ASSIGNMENT |
Using the entries that follow, count the lines containing the word "extends" and give that number by itself.

PROVIDED INFORMATION |
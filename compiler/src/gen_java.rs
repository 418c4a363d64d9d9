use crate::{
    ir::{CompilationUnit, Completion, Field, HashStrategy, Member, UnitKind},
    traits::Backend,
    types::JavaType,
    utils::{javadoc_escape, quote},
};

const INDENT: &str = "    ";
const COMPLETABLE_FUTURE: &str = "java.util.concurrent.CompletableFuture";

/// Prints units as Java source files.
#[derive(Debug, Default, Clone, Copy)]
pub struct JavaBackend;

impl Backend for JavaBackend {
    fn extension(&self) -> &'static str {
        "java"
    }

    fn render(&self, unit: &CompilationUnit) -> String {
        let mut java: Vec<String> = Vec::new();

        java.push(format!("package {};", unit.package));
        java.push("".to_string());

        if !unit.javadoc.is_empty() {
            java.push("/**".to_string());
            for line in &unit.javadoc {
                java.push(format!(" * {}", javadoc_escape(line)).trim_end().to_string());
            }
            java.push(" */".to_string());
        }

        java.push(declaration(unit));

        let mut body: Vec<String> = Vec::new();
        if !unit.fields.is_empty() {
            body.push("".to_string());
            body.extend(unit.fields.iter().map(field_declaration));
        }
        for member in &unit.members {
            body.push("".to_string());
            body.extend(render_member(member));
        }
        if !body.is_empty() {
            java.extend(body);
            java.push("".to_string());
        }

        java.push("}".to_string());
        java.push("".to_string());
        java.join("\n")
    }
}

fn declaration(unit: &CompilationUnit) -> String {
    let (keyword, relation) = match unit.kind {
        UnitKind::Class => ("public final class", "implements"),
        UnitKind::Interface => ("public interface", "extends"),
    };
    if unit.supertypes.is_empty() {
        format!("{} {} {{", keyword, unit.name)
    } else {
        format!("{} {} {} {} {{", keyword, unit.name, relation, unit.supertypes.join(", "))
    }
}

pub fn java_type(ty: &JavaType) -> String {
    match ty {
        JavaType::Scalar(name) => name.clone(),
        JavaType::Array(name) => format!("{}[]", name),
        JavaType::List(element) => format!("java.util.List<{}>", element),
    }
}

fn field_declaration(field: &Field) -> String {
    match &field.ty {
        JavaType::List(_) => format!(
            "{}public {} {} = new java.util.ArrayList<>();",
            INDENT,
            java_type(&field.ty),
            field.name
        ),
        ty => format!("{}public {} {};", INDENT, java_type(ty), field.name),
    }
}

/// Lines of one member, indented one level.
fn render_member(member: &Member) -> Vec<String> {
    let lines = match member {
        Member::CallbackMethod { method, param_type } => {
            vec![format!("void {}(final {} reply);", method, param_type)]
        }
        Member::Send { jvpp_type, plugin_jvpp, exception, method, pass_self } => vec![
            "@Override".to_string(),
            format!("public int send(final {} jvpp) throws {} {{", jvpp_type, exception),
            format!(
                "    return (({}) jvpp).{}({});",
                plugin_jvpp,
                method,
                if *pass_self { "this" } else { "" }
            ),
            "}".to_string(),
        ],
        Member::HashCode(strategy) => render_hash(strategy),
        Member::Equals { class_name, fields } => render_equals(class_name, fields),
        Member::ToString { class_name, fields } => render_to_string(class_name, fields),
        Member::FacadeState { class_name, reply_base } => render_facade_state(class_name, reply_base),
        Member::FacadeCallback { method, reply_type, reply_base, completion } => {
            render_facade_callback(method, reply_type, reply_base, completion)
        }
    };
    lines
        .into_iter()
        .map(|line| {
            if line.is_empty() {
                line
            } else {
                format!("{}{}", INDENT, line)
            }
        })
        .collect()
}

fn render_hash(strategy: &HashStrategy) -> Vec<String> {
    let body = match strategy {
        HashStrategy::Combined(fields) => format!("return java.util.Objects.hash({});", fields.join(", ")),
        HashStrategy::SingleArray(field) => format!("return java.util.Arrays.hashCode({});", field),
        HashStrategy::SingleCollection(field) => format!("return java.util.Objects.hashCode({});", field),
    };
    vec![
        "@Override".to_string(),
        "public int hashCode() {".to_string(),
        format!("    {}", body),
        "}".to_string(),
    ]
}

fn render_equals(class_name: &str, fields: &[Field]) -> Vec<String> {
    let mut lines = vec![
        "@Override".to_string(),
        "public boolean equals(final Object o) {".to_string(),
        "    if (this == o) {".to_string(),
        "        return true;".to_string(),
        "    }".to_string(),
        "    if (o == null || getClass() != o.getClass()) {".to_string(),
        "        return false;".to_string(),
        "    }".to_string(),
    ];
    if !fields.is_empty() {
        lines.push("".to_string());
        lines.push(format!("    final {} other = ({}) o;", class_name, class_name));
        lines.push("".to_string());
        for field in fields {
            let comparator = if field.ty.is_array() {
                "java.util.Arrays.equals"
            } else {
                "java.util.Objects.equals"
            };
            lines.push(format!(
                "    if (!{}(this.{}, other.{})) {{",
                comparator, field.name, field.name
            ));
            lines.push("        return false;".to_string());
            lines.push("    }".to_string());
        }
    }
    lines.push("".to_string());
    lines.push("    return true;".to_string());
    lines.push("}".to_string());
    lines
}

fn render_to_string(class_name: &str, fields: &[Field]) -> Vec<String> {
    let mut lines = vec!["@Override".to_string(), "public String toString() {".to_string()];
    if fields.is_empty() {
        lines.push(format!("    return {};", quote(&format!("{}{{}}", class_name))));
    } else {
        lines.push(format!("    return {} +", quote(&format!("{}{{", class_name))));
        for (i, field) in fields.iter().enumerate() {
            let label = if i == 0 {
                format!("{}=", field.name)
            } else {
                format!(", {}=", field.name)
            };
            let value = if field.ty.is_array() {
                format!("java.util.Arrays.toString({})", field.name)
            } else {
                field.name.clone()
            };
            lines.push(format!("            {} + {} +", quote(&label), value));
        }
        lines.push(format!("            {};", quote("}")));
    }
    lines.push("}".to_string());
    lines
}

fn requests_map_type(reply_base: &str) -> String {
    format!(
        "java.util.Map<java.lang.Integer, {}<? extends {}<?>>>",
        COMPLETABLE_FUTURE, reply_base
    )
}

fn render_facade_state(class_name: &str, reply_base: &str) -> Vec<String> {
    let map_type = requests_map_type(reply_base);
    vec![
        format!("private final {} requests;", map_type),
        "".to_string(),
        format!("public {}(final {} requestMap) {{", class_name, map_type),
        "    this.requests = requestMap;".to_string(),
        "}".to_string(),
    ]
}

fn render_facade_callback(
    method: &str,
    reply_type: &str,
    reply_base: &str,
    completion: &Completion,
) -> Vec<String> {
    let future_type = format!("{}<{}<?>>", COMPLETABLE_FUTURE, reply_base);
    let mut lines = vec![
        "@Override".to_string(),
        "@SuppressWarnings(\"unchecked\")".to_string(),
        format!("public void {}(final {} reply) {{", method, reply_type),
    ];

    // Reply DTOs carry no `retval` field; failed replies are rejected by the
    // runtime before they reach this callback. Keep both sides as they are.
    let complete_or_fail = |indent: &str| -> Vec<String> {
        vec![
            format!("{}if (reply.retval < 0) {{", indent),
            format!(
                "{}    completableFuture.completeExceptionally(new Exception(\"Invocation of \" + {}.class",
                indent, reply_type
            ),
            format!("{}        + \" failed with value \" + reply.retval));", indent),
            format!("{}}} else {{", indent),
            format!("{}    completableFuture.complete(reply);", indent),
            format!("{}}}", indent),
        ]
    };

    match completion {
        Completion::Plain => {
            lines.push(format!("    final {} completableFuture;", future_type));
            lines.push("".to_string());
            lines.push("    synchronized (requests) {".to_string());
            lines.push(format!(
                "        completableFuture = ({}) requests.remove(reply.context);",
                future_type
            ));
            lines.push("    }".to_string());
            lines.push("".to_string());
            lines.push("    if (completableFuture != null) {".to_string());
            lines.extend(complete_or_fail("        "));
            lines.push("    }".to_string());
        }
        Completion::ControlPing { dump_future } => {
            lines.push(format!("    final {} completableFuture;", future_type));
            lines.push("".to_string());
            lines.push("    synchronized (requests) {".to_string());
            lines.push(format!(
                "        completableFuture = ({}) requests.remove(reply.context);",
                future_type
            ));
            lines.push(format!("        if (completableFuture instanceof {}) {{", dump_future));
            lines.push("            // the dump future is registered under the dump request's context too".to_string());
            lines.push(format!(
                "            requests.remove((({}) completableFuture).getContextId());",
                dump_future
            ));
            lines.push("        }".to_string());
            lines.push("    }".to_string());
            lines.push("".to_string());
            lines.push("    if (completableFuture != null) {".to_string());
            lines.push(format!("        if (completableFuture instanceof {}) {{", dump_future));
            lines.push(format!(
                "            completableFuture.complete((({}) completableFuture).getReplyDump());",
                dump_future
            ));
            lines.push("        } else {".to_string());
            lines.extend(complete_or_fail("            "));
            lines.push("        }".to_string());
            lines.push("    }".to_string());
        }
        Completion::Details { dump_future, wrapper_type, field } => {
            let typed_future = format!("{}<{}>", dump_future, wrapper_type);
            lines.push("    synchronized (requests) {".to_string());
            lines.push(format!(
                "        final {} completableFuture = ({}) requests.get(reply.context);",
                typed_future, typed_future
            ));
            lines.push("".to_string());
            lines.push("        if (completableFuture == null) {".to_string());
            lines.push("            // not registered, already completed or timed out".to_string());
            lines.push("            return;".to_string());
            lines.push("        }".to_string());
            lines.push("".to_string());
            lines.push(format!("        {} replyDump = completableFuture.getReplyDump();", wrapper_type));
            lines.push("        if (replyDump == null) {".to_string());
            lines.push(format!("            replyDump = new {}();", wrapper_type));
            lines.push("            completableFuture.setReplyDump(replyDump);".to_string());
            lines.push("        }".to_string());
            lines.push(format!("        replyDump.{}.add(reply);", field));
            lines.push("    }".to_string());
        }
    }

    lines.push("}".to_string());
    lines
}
* * *
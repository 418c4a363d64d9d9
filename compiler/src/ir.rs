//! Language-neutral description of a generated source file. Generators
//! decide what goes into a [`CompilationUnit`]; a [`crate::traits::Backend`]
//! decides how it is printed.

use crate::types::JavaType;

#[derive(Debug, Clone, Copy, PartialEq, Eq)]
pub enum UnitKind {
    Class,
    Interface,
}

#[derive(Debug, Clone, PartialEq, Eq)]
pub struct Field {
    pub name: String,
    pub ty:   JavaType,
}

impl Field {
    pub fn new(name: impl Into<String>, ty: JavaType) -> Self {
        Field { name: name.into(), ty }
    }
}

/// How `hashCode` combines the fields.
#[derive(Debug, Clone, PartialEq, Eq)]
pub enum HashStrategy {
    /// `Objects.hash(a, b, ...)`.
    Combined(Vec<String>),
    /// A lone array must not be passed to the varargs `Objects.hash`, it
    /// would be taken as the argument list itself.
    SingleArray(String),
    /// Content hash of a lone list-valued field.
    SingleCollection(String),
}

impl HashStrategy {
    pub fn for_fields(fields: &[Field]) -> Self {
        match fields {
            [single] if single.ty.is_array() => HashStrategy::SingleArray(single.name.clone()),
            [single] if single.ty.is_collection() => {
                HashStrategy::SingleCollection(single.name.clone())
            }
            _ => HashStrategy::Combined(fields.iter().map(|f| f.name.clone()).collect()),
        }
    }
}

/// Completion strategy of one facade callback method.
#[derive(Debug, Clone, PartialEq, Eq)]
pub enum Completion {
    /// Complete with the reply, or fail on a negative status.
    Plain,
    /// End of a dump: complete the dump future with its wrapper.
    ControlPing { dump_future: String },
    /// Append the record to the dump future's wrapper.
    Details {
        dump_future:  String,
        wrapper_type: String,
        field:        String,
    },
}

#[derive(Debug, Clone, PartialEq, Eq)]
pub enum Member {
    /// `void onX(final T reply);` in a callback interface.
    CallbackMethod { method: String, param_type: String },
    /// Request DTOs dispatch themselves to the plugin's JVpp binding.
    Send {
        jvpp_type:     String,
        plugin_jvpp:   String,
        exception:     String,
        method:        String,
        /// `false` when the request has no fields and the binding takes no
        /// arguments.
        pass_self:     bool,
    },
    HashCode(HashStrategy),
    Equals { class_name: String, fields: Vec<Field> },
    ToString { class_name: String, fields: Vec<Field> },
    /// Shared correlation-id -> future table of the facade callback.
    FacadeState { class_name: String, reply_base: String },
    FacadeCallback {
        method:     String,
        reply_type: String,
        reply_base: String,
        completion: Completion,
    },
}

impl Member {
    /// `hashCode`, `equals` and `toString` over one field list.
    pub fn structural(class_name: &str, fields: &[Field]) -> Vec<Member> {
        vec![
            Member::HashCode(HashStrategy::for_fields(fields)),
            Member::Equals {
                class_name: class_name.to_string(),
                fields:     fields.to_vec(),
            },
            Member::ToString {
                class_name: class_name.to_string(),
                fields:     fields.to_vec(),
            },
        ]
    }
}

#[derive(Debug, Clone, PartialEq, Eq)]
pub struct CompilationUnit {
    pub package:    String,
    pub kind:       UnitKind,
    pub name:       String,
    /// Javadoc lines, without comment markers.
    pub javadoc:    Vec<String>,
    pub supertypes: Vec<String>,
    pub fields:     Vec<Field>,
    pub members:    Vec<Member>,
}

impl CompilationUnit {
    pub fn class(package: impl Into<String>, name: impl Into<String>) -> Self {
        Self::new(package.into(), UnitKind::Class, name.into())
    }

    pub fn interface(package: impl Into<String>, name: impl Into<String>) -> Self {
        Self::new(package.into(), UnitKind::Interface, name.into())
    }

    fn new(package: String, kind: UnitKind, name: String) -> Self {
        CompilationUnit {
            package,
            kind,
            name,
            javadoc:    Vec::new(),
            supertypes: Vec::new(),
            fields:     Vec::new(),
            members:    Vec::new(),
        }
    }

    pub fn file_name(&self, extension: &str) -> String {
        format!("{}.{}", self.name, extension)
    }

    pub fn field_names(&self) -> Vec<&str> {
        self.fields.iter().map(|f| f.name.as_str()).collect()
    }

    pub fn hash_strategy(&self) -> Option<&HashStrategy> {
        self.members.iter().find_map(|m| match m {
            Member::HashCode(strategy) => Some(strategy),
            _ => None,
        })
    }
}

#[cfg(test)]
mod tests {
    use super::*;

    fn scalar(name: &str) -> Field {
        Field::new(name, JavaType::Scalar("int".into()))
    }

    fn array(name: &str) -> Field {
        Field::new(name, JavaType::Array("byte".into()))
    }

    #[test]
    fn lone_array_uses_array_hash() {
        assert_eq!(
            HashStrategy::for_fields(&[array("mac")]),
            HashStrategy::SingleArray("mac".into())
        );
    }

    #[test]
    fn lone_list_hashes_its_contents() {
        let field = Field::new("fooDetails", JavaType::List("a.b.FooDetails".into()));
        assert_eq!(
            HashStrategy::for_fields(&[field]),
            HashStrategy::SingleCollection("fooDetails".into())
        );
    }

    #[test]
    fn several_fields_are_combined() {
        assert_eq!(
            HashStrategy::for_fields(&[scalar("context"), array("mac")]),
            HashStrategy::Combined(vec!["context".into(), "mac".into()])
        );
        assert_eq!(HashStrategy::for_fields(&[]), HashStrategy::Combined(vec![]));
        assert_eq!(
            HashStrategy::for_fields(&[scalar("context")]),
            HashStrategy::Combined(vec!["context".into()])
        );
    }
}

RESPONSE AREA |
2